Select the lines below containing the word "true".

Content starts

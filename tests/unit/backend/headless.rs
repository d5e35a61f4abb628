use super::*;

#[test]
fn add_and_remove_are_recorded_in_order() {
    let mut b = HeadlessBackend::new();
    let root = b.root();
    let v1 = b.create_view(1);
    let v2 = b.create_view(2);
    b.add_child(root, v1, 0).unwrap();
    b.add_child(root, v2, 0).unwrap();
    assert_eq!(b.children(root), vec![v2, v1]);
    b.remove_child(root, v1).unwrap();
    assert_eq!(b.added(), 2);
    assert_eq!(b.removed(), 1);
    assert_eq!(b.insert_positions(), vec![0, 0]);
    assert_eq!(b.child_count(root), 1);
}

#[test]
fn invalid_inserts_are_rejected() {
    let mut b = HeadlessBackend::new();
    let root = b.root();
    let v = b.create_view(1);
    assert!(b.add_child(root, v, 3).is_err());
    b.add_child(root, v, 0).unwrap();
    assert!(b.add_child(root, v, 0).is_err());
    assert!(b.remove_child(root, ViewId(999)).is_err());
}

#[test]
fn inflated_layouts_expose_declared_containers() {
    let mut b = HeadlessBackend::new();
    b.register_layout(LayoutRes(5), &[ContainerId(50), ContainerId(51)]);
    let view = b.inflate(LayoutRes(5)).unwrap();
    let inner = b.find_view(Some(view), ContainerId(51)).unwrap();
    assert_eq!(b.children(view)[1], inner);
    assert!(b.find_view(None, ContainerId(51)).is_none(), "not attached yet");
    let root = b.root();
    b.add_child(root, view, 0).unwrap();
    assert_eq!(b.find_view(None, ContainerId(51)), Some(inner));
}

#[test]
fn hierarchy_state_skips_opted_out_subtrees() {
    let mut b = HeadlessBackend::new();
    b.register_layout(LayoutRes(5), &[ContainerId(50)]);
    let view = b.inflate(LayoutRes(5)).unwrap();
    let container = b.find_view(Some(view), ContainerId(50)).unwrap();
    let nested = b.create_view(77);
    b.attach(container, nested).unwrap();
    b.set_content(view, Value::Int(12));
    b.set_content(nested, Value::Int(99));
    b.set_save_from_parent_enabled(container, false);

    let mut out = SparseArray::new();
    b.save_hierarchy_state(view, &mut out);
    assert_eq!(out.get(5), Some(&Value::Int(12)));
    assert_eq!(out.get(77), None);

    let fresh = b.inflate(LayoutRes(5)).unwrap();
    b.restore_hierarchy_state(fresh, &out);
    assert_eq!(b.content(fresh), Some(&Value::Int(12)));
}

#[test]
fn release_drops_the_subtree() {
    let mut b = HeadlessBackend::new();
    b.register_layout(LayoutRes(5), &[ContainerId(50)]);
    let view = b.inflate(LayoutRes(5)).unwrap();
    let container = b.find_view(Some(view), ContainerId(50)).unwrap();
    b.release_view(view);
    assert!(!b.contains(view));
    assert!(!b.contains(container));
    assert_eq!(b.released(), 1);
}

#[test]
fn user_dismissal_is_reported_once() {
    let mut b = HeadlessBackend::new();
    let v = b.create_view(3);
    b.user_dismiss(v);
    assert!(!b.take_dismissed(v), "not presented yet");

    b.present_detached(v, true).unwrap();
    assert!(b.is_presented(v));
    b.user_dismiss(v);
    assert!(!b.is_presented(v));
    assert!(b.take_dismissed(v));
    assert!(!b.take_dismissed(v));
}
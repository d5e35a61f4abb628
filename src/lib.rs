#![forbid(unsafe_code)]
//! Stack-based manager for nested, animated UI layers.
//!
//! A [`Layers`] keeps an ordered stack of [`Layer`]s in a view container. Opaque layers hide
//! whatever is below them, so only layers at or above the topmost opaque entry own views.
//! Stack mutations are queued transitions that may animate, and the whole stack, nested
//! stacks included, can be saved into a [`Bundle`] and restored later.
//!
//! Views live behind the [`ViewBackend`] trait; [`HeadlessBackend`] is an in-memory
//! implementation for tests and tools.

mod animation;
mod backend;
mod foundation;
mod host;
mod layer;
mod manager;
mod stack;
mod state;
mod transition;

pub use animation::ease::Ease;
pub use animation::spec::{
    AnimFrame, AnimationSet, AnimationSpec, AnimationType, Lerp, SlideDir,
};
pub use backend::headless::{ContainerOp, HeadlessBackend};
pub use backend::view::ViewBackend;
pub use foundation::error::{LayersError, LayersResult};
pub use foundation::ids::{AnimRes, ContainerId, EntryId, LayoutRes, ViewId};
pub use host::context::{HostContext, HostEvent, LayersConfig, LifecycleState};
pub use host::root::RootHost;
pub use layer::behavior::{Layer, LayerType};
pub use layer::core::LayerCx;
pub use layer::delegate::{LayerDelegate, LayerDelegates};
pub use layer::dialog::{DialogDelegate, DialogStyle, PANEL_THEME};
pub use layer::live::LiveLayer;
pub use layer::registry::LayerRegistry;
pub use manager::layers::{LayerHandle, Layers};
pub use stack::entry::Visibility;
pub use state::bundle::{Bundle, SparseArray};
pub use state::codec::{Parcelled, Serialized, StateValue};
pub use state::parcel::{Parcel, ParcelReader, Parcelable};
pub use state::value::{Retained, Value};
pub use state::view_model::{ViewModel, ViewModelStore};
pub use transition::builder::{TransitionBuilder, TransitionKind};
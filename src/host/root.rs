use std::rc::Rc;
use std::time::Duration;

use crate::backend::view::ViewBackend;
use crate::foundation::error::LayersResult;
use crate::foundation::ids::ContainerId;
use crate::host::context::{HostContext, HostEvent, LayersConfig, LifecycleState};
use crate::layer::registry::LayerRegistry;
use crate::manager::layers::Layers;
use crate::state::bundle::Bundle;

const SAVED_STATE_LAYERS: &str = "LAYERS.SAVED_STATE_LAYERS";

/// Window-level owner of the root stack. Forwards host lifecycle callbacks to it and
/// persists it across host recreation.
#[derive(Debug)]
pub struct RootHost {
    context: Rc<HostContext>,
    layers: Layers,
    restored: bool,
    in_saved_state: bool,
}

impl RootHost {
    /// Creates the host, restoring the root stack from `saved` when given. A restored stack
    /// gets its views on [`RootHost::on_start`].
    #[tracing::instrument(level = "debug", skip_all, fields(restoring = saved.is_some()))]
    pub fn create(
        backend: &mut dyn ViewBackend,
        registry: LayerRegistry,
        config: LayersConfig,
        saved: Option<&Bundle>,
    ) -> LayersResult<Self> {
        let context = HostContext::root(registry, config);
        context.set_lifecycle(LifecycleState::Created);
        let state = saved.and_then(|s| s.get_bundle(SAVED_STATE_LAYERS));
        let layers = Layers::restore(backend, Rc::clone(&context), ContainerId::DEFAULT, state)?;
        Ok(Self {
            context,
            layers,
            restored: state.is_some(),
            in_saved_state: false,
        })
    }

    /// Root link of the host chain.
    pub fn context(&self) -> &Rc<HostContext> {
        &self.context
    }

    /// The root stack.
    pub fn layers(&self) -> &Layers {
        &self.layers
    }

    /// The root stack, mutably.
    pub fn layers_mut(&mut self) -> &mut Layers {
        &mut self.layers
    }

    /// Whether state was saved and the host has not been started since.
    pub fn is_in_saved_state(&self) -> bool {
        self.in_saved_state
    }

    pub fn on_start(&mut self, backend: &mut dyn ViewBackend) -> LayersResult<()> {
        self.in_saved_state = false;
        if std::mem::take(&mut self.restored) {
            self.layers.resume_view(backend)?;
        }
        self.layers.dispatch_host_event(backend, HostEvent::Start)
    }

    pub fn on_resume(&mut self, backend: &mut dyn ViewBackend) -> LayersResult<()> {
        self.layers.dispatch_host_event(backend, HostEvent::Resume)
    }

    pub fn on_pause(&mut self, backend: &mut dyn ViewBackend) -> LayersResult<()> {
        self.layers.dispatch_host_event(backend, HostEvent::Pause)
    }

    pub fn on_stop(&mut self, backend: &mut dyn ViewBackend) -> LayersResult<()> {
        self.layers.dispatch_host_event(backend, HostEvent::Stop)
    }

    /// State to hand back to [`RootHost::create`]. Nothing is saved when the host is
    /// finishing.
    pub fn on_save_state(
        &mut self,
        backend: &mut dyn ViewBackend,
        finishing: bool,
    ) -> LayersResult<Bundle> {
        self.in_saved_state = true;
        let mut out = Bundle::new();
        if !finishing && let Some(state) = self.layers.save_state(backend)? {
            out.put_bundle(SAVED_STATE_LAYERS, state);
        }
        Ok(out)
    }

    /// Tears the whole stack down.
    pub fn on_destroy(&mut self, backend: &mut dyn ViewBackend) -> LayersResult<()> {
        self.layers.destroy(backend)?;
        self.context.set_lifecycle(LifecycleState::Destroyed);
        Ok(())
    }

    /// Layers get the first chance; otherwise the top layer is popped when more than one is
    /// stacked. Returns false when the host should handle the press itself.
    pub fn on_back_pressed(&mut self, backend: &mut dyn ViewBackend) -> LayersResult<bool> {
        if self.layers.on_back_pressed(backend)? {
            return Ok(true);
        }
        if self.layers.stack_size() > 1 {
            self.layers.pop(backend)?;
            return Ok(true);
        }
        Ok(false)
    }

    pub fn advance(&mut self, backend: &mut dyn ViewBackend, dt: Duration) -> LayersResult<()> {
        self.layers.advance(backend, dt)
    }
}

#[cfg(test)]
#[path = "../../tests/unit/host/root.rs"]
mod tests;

Content ends
Content starts

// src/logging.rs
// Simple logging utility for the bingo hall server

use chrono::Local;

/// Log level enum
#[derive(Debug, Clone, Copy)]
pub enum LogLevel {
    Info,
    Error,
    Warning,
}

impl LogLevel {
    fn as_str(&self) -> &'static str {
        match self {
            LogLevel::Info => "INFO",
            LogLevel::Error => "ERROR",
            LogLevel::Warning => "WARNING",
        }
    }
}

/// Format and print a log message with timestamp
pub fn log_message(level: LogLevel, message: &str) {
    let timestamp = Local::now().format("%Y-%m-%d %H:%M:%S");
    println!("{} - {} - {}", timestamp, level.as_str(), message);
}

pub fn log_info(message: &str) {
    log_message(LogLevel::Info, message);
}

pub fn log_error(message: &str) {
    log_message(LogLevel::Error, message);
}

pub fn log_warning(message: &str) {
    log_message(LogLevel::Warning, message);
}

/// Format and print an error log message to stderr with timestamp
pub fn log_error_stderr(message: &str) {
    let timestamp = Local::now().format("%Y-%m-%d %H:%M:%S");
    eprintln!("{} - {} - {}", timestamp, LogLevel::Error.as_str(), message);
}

Content ends
Content starts

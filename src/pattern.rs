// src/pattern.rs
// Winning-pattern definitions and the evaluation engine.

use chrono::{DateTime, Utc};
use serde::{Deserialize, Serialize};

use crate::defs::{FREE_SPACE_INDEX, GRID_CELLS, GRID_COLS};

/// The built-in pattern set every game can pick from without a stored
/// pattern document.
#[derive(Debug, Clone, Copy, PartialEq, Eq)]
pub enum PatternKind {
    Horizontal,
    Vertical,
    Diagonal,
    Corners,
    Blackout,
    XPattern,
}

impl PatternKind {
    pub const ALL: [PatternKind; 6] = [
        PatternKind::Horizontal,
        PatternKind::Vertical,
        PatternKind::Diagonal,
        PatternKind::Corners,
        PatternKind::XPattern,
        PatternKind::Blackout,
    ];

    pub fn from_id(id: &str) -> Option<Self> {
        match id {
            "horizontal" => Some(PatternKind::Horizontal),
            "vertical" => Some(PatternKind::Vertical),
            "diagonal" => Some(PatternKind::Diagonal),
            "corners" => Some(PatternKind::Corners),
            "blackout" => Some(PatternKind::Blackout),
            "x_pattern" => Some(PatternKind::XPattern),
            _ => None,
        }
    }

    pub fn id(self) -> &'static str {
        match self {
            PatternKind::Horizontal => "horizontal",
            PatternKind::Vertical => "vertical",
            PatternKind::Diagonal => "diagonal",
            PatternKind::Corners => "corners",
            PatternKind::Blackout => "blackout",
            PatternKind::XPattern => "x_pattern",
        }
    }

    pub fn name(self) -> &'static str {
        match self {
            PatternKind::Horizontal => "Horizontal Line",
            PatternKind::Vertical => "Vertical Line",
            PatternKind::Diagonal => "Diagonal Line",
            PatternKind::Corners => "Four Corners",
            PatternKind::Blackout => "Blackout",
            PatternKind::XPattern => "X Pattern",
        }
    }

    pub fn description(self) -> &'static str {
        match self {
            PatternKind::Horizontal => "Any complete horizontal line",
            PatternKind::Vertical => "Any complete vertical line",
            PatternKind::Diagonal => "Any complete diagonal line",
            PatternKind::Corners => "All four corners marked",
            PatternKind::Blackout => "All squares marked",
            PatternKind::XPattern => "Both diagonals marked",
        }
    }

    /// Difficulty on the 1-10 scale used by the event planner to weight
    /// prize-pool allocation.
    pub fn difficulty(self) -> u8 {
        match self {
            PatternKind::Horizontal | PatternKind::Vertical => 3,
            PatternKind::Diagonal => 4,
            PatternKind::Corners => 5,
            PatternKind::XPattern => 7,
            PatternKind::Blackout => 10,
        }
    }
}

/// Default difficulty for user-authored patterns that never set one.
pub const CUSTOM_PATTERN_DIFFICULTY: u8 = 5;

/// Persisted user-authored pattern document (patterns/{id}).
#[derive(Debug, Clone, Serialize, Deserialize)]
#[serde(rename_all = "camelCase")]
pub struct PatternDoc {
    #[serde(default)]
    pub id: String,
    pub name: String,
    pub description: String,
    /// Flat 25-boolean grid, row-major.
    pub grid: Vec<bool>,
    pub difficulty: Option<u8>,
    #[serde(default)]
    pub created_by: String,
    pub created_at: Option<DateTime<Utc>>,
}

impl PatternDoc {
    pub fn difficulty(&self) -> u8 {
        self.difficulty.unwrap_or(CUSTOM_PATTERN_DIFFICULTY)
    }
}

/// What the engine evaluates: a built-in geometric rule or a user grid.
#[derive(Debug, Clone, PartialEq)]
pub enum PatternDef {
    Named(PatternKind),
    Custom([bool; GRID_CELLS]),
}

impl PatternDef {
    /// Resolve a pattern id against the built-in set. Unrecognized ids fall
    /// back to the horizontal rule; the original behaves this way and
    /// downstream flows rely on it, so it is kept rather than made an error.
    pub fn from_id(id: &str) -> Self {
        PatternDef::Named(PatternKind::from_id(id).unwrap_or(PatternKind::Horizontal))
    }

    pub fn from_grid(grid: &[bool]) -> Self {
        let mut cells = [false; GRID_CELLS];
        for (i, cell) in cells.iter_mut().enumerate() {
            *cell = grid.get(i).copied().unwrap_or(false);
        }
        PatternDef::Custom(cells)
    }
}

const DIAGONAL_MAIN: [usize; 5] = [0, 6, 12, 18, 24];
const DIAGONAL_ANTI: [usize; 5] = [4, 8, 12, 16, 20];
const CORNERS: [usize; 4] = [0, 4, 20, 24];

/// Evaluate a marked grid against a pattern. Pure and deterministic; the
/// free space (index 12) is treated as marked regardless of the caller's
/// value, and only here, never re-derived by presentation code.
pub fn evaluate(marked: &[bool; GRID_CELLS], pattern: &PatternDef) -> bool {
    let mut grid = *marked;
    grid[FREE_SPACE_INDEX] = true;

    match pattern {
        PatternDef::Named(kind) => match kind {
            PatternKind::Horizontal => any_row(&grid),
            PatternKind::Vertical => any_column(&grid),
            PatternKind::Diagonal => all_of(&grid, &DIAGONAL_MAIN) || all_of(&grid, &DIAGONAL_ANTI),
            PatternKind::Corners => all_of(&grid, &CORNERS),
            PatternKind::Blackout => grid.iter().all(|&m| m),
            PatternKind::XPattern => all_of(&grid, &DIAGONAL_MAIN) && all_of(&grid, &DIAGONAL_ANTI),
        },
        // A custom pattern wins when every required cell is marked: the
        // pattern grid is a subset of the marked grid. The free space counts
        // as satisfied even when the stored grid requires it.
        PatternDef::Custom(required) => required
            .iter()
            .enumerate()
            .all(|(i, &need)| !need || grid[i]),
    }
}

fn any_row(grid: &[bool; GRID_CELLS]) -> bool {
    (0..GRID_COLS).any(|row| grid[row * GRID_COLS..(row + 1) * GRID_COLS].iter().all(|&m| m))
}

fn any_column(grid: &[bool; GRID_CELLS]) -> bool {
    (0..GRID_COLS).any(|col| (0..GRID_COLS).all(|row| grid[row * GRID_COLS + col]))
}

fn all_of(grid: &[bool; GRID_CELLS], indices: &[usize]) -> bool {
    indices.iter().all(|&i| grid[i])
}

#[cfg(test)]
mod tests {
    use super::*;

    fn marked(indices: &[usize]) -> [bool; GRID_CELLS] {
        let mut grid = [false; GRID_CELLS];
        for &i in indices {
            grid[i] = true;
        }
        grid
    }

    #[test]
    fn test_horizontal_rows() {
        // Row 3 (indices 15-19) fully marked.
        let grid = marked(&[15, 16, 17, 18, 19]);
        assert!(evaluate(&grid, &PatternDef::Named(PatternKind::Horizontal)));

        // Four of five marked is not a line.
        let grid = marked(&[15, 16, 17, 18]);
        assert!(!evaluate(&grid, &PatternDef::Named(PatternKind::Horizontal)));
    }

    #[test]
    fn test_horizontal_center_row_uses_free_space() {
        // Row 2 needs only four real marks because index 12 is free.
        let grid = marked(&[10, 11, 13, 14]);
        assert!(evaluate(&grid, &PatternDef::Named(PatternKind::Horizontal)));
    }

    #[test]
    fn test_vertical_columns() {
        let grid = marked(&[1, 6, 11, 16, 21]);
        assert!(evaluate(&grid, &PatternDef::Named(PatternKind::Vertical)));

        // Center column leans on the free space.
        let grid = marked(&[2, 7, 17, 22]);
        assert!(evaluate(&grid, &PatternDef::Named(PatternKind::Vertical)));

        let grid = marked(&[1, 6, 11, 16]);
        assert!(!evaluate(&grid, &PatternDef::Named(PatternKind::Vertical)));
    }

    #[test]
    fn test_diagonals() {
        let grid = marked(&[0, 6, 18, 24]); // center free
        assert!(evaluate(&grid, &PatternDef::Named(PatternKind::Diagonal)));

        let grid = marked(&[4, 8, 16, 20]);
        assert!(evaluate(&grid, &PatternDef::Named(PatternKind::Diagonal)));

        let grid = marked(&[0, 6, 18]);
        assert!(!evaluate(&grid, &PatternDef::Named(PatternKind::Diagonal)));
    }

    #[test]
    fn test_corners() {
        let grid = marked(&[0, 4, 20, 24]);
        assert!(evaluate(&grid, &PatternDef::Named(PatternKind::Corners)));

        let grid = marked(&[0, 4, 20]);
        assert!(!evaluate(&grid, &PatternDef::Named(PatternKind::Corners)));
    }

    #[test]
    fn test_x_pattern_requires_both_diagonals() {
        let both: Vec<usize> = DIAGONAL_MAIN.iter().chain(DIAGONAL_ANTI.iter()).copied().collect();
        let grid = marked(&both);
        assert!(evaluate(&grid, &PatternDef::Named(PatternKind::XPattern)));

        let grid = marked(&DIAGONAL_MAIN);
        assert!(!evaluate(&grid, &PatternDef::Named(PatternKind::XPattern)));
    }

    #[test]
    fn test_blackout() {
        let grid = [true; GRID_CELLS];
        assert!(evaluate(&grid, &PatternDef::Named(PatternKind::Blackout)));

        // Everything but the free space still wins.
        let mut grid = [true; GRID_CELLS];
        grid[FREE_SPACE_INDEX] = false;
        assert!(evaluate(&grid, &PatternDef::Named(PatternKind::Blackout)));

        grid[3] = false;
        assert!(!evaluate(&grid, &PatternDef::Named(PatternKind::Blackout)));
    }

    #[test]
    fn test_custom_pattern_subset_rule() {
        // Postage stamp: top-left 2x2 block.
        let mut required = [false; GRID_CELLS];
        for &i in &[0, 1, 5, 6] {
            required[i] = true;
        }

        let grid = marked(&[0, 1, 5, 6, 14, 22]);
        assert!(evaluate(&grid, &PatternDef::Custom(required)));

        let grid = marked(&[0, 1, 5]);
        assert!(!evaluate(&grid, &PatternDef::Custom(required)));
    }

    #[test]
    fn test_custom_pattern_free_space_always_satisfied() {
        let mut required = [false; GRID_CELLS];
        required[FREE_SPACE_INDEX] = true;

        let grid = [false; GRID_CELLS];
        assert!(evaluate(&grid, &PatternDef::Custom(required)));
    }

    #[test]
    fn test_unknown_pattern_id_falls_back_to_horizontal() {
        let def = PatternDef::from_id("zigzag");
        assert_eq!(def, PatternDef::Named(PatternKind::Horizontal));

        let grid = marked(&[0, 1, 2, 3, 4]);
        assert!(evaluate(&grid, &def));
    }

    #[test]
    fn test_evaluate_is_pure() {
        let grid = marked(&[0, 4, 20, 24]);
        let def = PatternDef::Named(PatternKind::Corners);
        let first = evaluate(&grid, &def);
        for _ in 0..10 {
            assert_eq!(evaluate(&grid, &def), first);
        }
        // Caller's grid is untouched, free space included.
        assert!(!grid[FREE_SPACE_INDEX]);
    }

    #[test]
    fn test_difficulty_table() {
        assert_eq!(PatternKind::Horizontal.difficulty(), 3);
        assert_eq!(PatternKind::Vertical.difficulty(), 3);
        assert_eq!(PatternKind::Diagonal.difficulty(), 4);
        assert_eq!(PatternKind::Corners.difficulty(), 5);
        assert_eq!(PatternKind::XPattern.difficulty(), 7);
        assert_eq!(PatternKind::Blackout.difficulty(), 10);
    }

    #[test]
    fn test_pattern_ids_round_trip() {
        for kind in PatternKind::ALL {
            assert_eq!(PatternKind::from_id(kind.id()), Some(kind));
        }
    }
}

Content ends

Finished task
    b.present_detached(v, true).unwrap();
        self.in_saved_state = true;
            return Ok(true);
            return Ok(true);
    grid[FREE_SPACE_INDEX] = true;
            grid[i] = true;
        let grid = [true; GRID_CELLS];
        let mut grid = [true; GRID_CELLS];
            required[i] = true;
        required[FREE_SPACE_INDEX] = true;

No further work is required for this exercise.